- _TASK INSTRUCTIONS_:
Out of the records below, copy all lines in which the word "seen" occurs.

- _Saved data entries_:
========================================

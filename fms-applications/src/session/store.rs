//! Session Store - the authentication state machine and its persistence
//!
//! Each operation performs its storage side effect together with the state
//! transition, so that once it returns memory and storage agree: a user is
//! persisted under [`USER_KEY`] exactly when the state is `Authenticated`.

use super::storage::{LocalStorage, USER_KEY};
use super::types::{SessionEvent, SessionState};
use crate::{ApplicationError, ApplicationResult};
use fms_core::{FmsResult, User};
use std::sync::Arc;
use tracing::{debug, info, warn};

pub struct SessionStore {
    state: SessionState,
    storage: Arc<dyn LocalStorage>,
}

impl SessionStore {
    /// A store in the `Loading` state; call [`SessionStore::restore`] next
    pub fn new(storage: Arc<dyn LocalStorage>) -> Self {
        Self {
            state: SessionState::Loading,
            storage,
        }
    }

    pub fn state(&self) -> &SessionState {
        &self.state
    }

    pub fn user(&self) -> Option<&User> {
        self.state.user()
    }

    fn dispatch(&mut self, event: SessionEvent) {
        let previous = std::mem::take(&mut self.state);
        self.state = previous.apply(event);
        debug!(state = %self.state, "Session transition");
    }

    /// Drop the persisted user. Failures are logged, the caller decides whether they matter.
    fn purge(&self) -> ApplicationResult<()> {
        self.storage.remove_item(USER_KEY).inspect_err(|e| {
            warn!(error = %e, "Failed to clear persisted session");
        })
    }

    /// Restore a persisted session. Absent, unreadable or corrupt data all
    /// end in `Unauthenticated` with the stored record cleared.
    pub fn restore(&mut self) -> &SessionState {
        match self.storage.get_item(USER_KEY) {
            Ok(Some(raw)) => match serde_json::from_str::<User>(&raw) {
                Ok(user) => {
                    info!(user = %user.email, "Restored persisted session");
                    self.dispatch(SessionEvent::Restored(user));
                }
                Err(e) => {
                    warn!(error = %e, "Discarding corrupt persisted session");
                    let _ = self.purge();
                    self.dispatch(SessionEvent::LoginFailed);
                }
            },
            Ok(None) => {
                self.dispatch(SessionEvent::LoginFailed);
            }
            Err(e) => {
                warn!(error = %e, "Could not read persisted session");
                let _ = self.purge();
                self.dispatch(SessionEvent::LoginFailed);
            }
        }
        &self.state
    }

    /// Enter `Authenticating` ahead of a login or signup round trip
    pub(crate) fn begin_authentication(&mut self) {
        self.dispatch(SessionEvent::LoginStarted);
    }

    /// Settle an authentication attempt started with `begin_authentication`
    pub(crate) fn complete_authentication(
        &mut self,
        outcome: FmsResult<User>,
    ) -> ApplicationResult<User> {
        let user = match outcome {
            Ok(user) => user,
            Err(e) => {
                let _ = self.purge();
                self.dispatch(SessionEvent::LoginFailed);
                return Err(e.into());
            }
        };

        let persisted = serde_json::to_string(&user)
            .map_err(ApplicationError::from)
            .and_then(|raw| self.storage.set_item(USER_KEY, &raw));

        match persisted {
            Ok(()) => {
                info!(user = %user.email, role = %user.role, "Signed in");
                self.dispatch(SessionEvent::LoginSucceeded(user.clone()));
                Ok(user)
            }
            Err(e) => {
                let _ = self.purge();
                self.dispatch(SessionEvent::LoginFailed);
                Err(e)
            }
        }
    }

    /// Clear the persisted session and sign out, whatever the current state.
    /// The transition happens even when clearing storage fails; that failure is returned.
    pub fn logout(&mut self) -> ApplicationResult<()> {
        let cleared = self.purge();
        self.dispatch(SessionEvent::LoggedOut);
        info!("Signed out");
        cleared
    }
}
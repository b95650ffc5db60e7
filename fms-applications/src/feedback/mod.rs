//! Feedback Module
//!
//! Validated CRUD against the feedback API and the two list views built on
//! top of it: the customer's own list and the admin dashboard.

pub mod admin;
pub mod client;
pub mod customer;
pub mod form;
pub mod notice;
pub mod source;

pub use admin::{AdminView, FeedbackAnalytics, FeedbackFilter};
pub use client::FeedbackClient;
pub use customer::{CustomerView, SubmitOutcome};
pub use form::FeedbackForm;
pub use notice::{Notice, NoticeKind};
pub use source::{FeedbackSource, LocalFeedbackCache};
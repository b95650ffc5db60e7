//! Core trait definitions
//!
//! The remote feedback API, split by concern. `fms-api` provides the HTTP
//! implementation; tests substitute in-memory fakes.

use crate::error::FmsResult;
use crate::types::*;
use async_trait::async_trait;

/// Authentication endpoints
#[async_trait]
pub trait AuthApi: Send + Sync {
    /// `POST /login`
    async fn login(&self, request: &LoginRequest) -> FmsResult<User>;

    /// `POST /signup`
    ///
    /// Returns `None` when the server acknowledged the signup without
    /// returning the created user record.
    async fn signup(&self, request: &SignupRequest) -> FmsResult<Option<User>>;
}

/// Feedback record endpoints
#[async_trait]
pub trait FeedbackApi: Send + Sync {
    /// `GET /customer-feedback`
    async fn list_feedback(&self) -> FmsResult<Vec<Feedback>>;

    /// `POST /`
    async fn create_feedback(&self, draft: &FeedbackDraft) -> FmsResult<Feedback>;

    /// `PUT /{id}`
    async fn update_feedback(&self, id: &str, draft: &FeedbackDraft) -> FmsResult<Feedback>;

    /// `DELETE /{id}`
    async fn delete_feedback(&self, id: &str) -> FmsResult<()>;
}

========================================

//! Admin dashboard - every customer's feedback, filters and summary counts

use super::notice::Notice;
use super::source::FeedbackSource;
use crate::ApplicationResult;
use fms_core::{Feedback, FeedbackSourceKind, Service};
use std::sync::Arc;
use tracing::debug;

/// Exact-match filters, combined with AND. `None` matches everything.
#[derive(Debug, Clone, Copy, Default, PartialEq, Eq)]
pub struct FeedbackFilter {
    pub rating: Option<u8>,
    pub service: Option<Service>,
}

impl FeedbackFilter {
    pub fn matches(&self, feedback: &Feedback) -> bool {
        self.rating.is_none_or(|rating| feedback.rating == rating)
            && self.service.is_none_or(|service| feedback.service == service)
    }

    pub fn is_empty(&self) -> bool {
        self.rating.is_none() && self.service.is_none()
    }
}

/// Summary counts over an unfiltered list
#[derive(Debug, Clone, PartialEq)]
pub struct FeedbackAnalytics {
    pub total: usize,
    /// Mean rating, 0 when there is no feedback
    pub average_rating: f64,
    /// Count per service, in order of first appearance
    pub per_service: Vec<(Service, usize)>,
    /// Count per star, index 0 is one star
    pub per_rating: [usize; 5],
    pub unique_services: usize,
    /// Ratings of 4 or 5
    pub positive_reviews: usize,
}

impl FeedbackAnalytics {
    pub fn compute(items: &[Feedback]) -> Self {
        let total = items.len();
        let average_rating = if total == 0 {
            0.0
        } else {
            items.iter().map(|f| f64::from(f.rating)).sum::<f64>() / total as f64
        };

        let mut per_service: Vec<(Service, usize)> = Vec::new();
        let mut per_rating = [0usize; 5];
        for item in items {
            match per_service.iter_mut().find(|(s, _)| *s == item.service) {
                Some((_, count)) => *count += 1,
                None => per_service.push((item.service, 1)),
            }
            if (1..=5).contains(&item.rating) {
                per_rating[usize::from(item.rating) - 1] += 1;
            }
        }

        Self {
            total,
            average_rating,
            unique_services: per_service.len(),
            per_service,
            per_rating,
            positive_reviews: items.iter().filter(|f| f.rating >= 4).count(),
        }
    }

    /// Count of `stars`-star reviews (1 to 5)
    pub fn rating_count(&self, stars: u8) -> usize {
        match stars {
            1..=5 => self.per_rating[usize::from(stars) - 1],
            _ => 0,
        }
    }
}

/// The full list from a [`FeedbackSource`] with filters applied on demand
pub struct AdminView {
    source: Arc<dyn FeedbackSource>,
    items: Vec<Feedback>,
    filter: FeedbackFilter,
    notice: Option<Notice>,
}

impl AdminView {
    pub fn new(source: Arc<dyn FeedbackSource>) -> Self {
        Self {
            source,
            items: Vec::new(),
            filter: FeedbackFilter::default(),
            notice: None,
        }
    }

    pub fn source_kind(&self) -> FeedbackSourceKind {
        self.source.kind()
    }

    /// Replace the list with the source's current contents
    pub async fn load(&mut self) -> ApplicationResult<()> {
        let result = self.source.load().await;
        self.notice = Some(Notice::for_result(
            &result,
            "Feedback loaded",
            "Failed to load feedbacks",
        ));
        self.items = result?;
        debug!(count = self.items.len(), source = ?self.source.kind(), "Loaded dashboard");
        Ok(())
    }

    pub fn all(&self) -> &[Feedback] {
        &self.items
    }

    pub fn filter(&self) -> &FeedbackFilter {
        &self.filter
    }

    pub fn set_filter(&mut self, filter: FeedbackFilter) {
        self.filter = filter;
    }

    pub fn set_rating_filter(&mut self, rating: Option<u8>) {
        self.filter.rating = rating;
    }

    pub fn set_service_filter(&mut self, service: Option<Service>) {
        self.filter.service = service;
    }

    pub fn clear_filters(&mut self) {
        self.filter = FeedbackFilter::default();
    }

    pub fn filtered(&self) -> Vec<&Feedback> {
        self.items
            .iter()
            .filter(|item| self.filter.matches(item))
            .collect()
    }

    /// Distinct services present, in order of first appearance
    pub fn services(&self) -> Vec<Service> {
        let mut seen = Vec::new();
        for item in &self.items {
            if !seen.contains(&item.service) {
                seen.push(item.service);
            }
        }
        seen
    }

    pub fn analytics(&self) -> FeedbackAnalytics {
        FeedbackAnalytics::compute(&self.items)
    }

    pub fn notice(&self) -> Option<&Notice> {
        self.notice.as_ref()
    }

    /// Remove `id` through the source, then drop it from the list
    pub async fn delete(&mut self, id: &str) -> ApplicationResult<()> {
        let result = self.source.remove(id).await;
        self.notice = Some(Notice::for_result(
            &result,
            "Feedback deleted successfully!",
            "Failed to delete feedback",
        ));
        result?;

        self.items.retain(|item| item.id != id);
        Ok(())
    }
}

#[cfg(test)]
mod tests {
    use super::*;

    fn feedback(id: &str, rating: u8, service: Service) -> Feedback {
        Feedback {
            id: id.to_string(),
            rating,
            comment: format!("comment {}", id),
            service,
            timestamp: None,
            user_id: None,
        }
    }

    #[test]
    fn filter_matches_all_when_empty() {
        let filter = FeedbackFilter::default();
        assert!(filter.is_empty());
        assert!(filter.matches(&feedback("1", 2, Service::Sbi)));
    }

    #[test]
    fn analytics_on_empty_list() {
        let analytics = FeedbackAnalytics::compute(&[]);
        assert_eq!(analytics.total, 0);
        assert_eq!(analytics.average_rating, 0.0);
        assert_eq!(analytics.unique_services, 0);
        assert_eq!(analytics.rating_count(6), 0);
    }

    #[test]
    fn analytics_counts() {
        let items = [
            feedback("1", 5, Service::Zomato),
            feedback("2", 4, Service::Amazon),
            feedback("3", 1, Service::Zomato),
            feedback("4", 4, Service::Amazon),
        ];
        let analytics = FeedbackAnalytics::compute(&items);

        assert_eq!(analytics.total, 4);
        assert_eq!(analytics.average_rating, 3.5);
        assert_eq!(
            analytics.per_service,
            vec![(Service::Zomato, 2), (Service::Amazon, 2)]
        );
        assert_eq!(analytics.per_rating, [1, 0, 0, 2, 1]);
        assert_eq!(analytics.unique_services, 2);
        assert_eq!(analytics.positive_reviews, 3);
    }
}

========================================

- _YOUR RESPONSE_:
        let mut seen = Vec::new();
            if !seen.contains(&item.service) {
                seen.push(item.service);
        seen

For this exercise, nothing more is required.